Le migliaia di pagine di documenti delle dichiarazioni dei redditi personali e aziendali dell’ex presidente, relative agli anni fiscali 2015-2020, sono state ottenute dalla commissione dopo una lunga battaglia giudiziaria con il team legale di Trump, come riportato dalla CNN.
Secondo i documenti resi noti finora, Trump ha pagato 1 milione di euro di tasse federali sul reddito nel 2018 e nel 2019, in netto contrasto con i 700 euro pagati nel 2017. Nel 2020 non ha pagato tasse, secondo un rapporto del Joint Committee on Taxation.
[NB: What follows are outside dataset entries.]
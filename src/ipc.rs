use std::io::BufRead;
use std::os::unix::net::UnixListener;
use std::path::PathBuf;
use std::time::Duration;

use futures::StreamExt;
use futures::channel::mpsc;

use crate::app::Message;
use crate::config;
use crate::display::{DisplayName, provider};
use crate::events::{self, Event, HardwareEvent, OverlayKind, OverlayVariant, Shortcut};
use crate::media::MediaCommand;
use crate::notch::NotchView;

pub(crate) fn socket_path() -> PathBuf {
    let runtime_dir = std::env::var("XDG_RUNTIME_DIR").unwrap_or_else(|_| "/tmp".to_string());
    PathBuf::from(runtime_dir).join("notch-hud.sock")
}

/// `0.4` and `40` both mean 40%. Only whole numbers are read as percent, so
/// `1.5` is a fraction and clamps to full.
fn parse_level(raw: &str) -> Option<f32> {
    if let Ok(percent) = raw.parse::<u32>() {
        return Some(if percent <= 1 {
            percent as f32
        } else {
            (percent as f32 / 100.0).min(1.0)
        });
    }
    let value: f32 = raw.parse().ok()?;
    value.is_finite().then(|| value.clamp(0.0, 1.0))
}

fn target(rest: &str) -> Option<DisplayName> {
    let rest = rest.trim();
    (!rest.is_empty()).then(|| DisplayName::new(rest))
}

fn hardware(kind: OverlayKind, args: &str) -> Option<Message> {
    let mut parts = args.split_whitespace();
    let value = parse_level(parts.next()?)?;
    let mut event = HardwareEvent::new(kind, value);
    if let Some(ms) = parts.next() {
        event = event.with_duration(Duration::from_millis(ms.parse().ok()?));
    }
    Some(Message::Bus(Event::Hardware(event)))
}

/// Translate one control-socket line. Unknown or malformed lines yield `None`.
pub(crate) fn parse_command(line: &str) -> Option<Message> {
    let line = line.trim();
    let (cmd, rest) = line.split_once(' ').unwrap_or((line, ""));
    let rest = rest.trim();
    let shortcut = |s| Some(Message::Bus(Event::Shortcut(s)));
    match cmd {
        "open" => shortcut(Shortcut::Open(target(rest))),
        "close" => shortcut(Shortcut::Close(target(rest))),
        "toggle" => shortcut(Shortcut::Toggle(target(rest))),
        "view" => shortcut(Shortcut::ShowView(NotchView::from_name(rest)?)),
        "hide" => {
            let variant = match rest {
                "sneak-peek" | "peek" => OverlayVariant::SneakPeek,
                "expanding" | "item" => OverlayVariant::ExpandingItem,
                _ => return None,
            };
            shortcut(Shortcut::Hide(variant))
        }
        "mic" => {
            let value = match rest {
                "on" | "mute" | "muted" => 1.0,
                "off" | "unmute" | "unmuted" => 0.0,
                _ => return None,
            };
            Some(Message::Bus(Event::Hardware(HardwareEvent::new(
                OverlayKind::Mic,
                value,
            ))))
        }
        "notification" | "music" if !rest.is_empty() => {
            let kind = OverlayKind::from_name(cmd)?;
            Some(Message::Bus(Event::Hardware(
                HardwareEvent::new(kind, 1.0).with_label(rest),
            )))
        }
        "media" => {
            let mut parts = rest.split_whitespace();
            let kind = MediaCommand::from_name(parts.next()?)?;
            let param = match parts.next() {
                Some(raw) => Some(raw.parse::<f64>().ok()?),
                None => None,
            };
            Some(Message::Media(kind, param))
        }
        "media-cancel" => Some(Message::CancelMedia),
        "quit" => Some(Message::Bus(Event::Shutdown)),
        other => hardware(OverlayKind::from_name(other)?, rest),
    }
}

pub(crate) fn socket_listener() -> impl futures::Stream<Item = Message> {
    let (tx, rx) = mpsc::unbounded();
    std::thread::spawn(move || {
        let path = socket_path();
        let _ = std::fs::remove_file(&path);
        let listener = match UnixListener::bind(&path) {
            Ok(l) => l,
            Err(e) => {
                tracing::error!("failed to bind socket {path:?}: {e}");
                return;
            }
        };
        tracing::info!("listening on {path:?}");
        for stream in listener.incoming().flatten() {
            let mut buf = String::new();
            if std::io::BufReader::new(stream).read_line(&mut buf).is_err() {
                continue;
            }
            let Some(msg) = parse_command(&buf) else {
                tracing::warn!("unknown command: {:?}", buf.trim());
                continue;
            };
            if tx.unbounded_send(msg).is_err() {
                break;
            }
        }
    });
    rx
}

// --- Background producers, each on its own thread and bus ---

pub(crate) fn topology_stream() -> impl futures::Stream<Item = Message> {
    let (tx, rx) = events::bus();
    std::thread::spawn(move || provider::watch_topology(tx));
    rx.map(Message::Bus)
}

pub(crate) fn preference_stream() -> impl futures::Stream<Item = Message> {
    let (tx, rx) = events::bus();
    std::thread::spawn(move || config::watch_preferences(tx));
    rx.map(Message::Bus)
}

#[cfg(test)]
mod tests {
    use super::*;

    fn hardware_of(msg: Option<Message>) -> HardwareEvent {
        match msg {
            Some(Message::Bus(Event::Hardware(hw))) => hw,
            other => panic!("expected hardware event, got {other:?}"),
        }
    }

    #[test]
    fn level_commands() {
        let hw = hardware_of(parse_command("volume 0.4\n"));
        assert_eq!(hw.kind, OverlayKind::Volume);
        assert!((hw.value - 0.4).abs() < f32::EPSILON);
        assert_eq!(hw.duration, None);

        let hw = hardware_of(parse_command("brightness 75 1500"));
        assert!((hw.value - 0.75).abs() < 1e-6);
        assert_eq!(hw.duration, Some(Duration::from_millis(1500)));

        let hw = hardware_of(parse_command("download 0.5"));
        assert_eq!(hw.kind, OverlayKind::Download);
    }

    #[test]
    fn fractional_levels_are_never_percent() {
        assert_eq!(hardware_of(parse_command("volume 1.5")).value, 1.0);
        assert_eq!(hardware_of(parse_command("volume 1")).value, 1.0);
        assert_eq!(hardware_of(parse_command("volume 250")).value, 1.0);
        assert!((hardware_of(parse_command("volume 5")).value - 0.05).abs() < 1e-6);
        assert_eq!(hardware_of(parse_command("volume -0.3")).value, 0.0);
        assert!(parse_command("volume NaN").is_none());
    }

    #[test]
    fn mic_and_labels() {
        assert_eq!(hardware_of(parse_command("mic on")).value, 1.0);
        assert_eq!(hardware_of(parse_command("mic off")).value, 0.0);
        let hw = hardware_of(parse_command("notification Build finished"));
        assert_eq!(hw.kind, OverlayKind::Notification);
        assert_eq!(hw.label.as_deref(), Some("Build finished"));
        assert!(parse_command("music").is_none());
    }

    #[test]
    fn shortcut_commands() {
        assert!(matches!(
            parse_command("toggle"),
            Some(Message::Bus(Event::Shortcut(Shortcut::Toggle(None))))
        ));
        assert!(matches!(
            parse_command("open DP-1"),
            Some(Message::Bus(Event::Shortcut(Shortcut::Open(Some(ref n))))) if n.as_str() == "DP-1"
        ));
        assert!(matches!(
            parse_command("view shelf"),
            Some(Message::Bus(Event::Shortcut(Shortcut::ShowView(NotchView::Shelf))))
        ));
        assert!(matches!(
            parse_command("hide expanding"),
            Some(Message::Bus(Event::Shortcut(Shortcut::Hide(
                OverlayVariant::ExpandingItem
            ))))
        ));
        assert!(matches!(parse_command("quit"), Some(Message::Bus(Event::Shutdown))));
    }

    #[test]
    fn media_commands() {
        assert!(matches!(
            parse_command("media play-pause"),
            Some(Message::Media(MediaCommand::PlayPause, None))
        ));
        assert!(matches!(
            parse_command("media seek 30"),
            Some(Message::Media(MediaCommand::Seek, Some(p))) if p == 30.0
        ));
        assert!(parse_command("media seek soon").is_none());
        assert!(parse_command("media rewind").is_none());
    }

    #[test]
    fn malformed_lines_rejected() {
        assert!(parse_command("").is_none());
        assert!(parse_command("volume").is_none());
        assert!(parse_command("volume loud").is_none());
        assert!(parse_command("view settings").is_none());
        assert!(parse_command("wifi 0.2").is_none());
    }
}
Le pagine confermano le informazioni anticipate dal quotidiano «The New York Times» nel 2020, secondo cui Trump aveva un conto bancario in Cina – così come in altri Paesi stranieri, come il Regno Unito o l’Irlanda – collegato alla sua società Trump International Hotels Management.
Trattandosi di una mole enorme di documenti, ci vorrà del tempo per analizzare tutte le informazioni, ma non si prevedono rivelazioni eccezionali, anche se potrebbero fornire ulteriori informazioni su aree chiave di interesse riguardanti gli affari e le associazioni professionali di Trump.